Stored data entries
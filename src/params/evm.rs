// src/params/evm.rs

use ethers_core::types::Bytes;
use serde::{Deserialize, Serialize};
use serde_json::{json, Value};
use validator::Validate;

use super::ParameterSchema;
use crate::blockchain::models::ContractId;
use crate::blockchain::units::TokenAmount;

#[derive(Debug, Clone, Default, Deserialize, Validate)]
#[serde(rename_all = "camelCase")]
pub struct CreateErc20Parameters {
    pub token_name: String,
    pub token_symbol: String,
    #[validate(range(max = 18))]
    pub decimals: Option<u8>,
    pub initial_supply: Option<TokenAmount>,
}

impl ParameterSchema for CreateErc20Parameters {
    fn schema() -> Value {
        json!({
            "type": "object",
            "properties": {
                "tokenName": {"type": "string", "description": "The name of the token."},
                "tokenSymbol": {"type": "string", "description": "The symbol of the token."},
                "decimals": {"type": "integer", "minimum": 0, "maximum": 18, "description": "Number of decimals. Defaults to 18."},
                "initialSupply": {"type": ["integer", "string"], "description": "Initial supply. Defaults to 0."}
            },
            "required": ["tokenName", "tokenSymbol"]
        })
    }
}

#[derive(Debug, Clone, Default, Deserialize, Validate)]
#[serde(rename_all = "camelCase")]
pub struct CreateErc721Parameters {
    pub token_name: String,
    pub token_symbol: String,
    #[serde(rename = "baseURI", alias = "baseUri")]
    pub base_uri: Option<String>,
}

impl ParameterSchema for CreateErc721Parameters {
    fn schema() -> Value {
        json!({
            "type": "object",
            "properties": {
                "tokenName": {"type": "string", "description": "The name of the collection."},
                "tokenSymbol": {"type": "string", "description": "The symbol of the collection."},
                "baseURI": {"type": "string", "description": "Base URI for token metadata. Defaults to empty."}
            },
            "required": ["tokenName", "tokenSymbol"]
        })
    }
}

#[derive(Debug, Clone, Default, Deserialize, Validate)]
#[serde(rename_all = "camelCase")]
pub struct TransferErc20Parameters {
    pub contract_id: String,
    pub recipient_address: String,
    pub amount: TokenAmount,
}

impl ParameterSchema for TransferErc20Parameters {
    fn schema() -> Value {
        json!({
            "type": "object",
            "properties": {
                "contractId": {"type": "string", "description": "The ERC20 contract (native id or EVM address)."},
                "recipientAddress": {"type": "string", "description": "Recipient (native id or EVM address)."},
                "amount": {"type": ["integer", "string"], "description": "Amount in the token's base units."}
            },
            "required": ["contractId", "recipientAddress", "amount"]
        })
    }
}

#[derive(Debug, Clone, Default, Deserialize, Validate)]
#[serde(rename_all = "camelCase")]
pub struct ApproveErc20Parameters {
    pub contract_id: String,
    pub spender_address: String,
    pub amount: TokenAmount,
}

impl ParameterSchema for ApproveErc20Parameters {
    fn schema() -> Value {
        json!({
            "type": "object",
            "properties": {
                "contractId": {"type": "string", "description": "The ERC20 contract (native id or EVM address)."},
                "spenderAddress": {"type": "string", "description": "Spender (native id or EVM address)."},
                "amount": {"type": ["integer", "string"], "description": "Allowance in base units. Up to 2^256-1."}
            },
            "required": ["contractId", "spenderAddress", "amount"]
        })
    }
}

#[derive(Debug, Clone, Default, Deserialize, Validate)]
#[serde(rename_all = "camelCase")]
pub struct TransferErc721Parameters {
    pub contract_id: String,
    pub from_address: String,
    pub to_address: String,
    pub token_id: TokenAmount,
}

impl ParameterSchema for TransferErc721Parameters {
    fn schema() -> Value {
        json!({
            "type": "object",
            "properties": {
                "contractId": {"type": "string", "description": "The ERC721 contract (native id or EVM address)."},
                "fromAddress": {"type": "string", "description": "Current owner (native id or EVM address)."},
                "toAddress": {"type": "string", "description": "New owner (native id or EVM address)."},
                "tokenId": {"type": ["integer", "string"], "description": "The token to transfer."}
            },
            "required": ["contractId", "fromAddress", "toAddress", "tokenId"]
        })
    }
}

#[derive(Debug, Clone, Default, Deserialize, Validate)]
#[serde(rename_all = "camelCase")]
pub struct MintErc721Parameters {
    pub contract_id: String,
    pub to_address: String,
}

impl ParameterSchema for MintErc721Parameters {
    fn schema() -> Value {
        json!({
            "type": "object",
            "properties": {
                "contractId": {"type": "string", "description": "The ERC721 contract (native id or EVM address)."},
                "toAddress": {"type": "string", "description": "Recipient of the new token (native id or EVM address)."}
            },
            "required": ["contractId", "toAddress"]
        })
    }
}

/// Normalised form of every contract call.
#[derive(Debug, Clone, PartialEq, Serialize, Deserialize)]
#[serde(rename_all = "camelCase")]
pub struct ContractExecuteParametersNormalised {
    pub contract_id: ContractId,
    pub function_parameters: Bytes,
    pub gas: u64,
}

▶ [DIRECTIONS]
Provide a verbatim copy of all the entries.

▶ [SOLUTION FOR THIS EXERCISE]
filename src/params/evm.rs
// src/params/evm.rs

use ethers_core::types::Bytes;
use serde::{Deserialize, Serialize};
use serde_json::{json, Value};
use validator::Validate;

use super::ParameterSchema;
use crate::blockchain::models::ContractId;
use crate::blockchain::units::TokenAmount;

#[derive(Debug, Clone, Default, Deserialize, Validate)]
#[serde(rename_all = "camelCase")]
pub struct CreateErc20Parameters {
    pub token_name: String,
    pub token_symbol: String,
    #[validate(range(max = 18))]
    pub decimals: Option<u8>,
    pub initial_supply: Option<TokenAmount>,
}

impl ParameterSchema for CreateErc20Parameters {
    fn schema() -> Value {
        json!({
            "type": "object",
            "properties": {
                "tokenName": {"type": "string", "description": "The name of the token."},
                "tokenSymbol": {"type": "string", "description": "The symbol of the token."},
                "decimals": {"type": "integer", "minimum": 0, "maximum": 18, "description": "Number of decimals. Defaults to 18."},
                "initialSupply": {"type": ["integer", "string"], "description": "Initial supply. Defaults to 0."}
            },
            "required": ["tokenName", "tokenSymbol"]
        })
    }
}

#[derive(Debug, Clone, Default, Deserialize, Validate)]
#[serde(rename_all = "camelCase")]
pub struct CreateErc721Parameters {
    pub token_name: String,
    pub token_symbol: String,
    #[serde(rename = "baseURI", alias = "baseUri")]
    pub base_uri: Option<String>,
}

impl ParameterSchema for CreateErc721Parameters {
    fn schema() -> Value {
        json!({
            "type": "object",
            "properties": {
                "tokenName": {"type": "string", "description": "The name of the collection."},
                "tokenSymbol": {"type": "string", "description": "The symbol of the collection."},
                "baseURI": {"type": "string", "description": "Base URI for token metadata. Defaults to empty."}
            },
            "required": ["tokenName", "tokenSymbol"]
        })
    }
}

#[derive(Debug, Clone, Default, Deserialize, Validate)]
#[serde(rename_all = "camelCase")]
pub struct TransferErc20Parameters {
    pub contract_id: String,
    pub recipient_address: String,
    pub amount: TokenAmount,
}

impl ParameterSchema for TransferErc20Parameters {
    fn schema() -> Value {
        json!({
            "type": "object",
            "properties": {
                "contractId": {"type": "string", "description": "The ERC20 contract (native id or EVM address)."},
                "recipientAddress": {"type": "string", "description": "Recipient (native id or EVM address)."},
                "amount": {"type": ["integer", "string"], "description": "Amount in the token's base units."}
            },
            "required": ["contractId", "recipientAddress", "amount"]
        })
    }
}

#[derive(Debug, Clone, Default, Deserialize, Validate)]
#[serde(rename_all = "camelCase")]
pub struct ApproveErc20Parameters {
    pub contract_id: String,
    pub spender_address: String,
    pub amount: TokenAmount,
}

impl ParameterSchema for ApproveErc20Parameters {
    fn schema() -> Value {
        json!({
            "type": "object",
            "properties": {
                "contractId": {"type": "string", "description": "The ERC20 contract (native id or EVM address)."},
                "spenderAddress": {"type": "string", "description": "Spender (native id or EVM address)."},
                "amount": {"type": ["integer", "string"], "description": "Allowance in base units. Up to 2^256-1."}
            },
            "required": ["contractId", "spenderAddress", "amount"]
        })
    }
}

#[derive(Debug, Clone, Default, Deserialize, Validate)]
#[serde(rename_all = "camelCase")]
pub struct TransferErc721Parameters {
    pub contract_id: String,
    pub from_address: String,
    pub to_address: String,
    pub token_id: TokenAmount,
}

impl ParameterSchema for TransferErc721Parameters {
    fn schema() -> Value {
        json!({
            "type": "object",
            "properties": {
                "contractId": {"type": "string", "description": "The ERC721 contract (native id or EVM address)."},
                "fromAddress": {"type": "string", "description": "Current owner (native id or EVM address)."},
                "toAddress": {"type": "string", "description": "New owner (native id or EVM address)."},
                "tokenId": {"type": ["integer", "string"], "description": "The token to transfer."}
            },
            "required": ["contractId", "fromAddress", "toAddress", "tokenId"]
        })
    }
}

#[derive(Debug, Clone, Default, Deserialize, Validate)]
#[serde(rename_all = "camelCase")]
pub struct MintErc721Parameters {
    pub contract_id: String,
    pub to_address: String,
}

impl ParameterSchema for MintErc721Parameters {
    fn schema() -> Value {
        json!({
            "type": "object",
            "properties": {
                "contractId": {"type": "string", "description": "The ERC721 contract (native id or EVM address)."},
                "toAddress": {"type": "string", "description": "Recipient of the new token (native id or EVM address)."}
            },
            "required": ["contractId", "toAddress"]
        })
    }
}

/// Normalised form of every contract call.
#[derive(Debug, Clone, PartialEq, Serialize, Deserialize)]
#[serde(rename_all = "camelCase")]
pub struct ContractExecuteParametersNormalised {
    pub contract_id: ContractId,
    pub function_parameters: Bytes,
    pub gas: u64,
}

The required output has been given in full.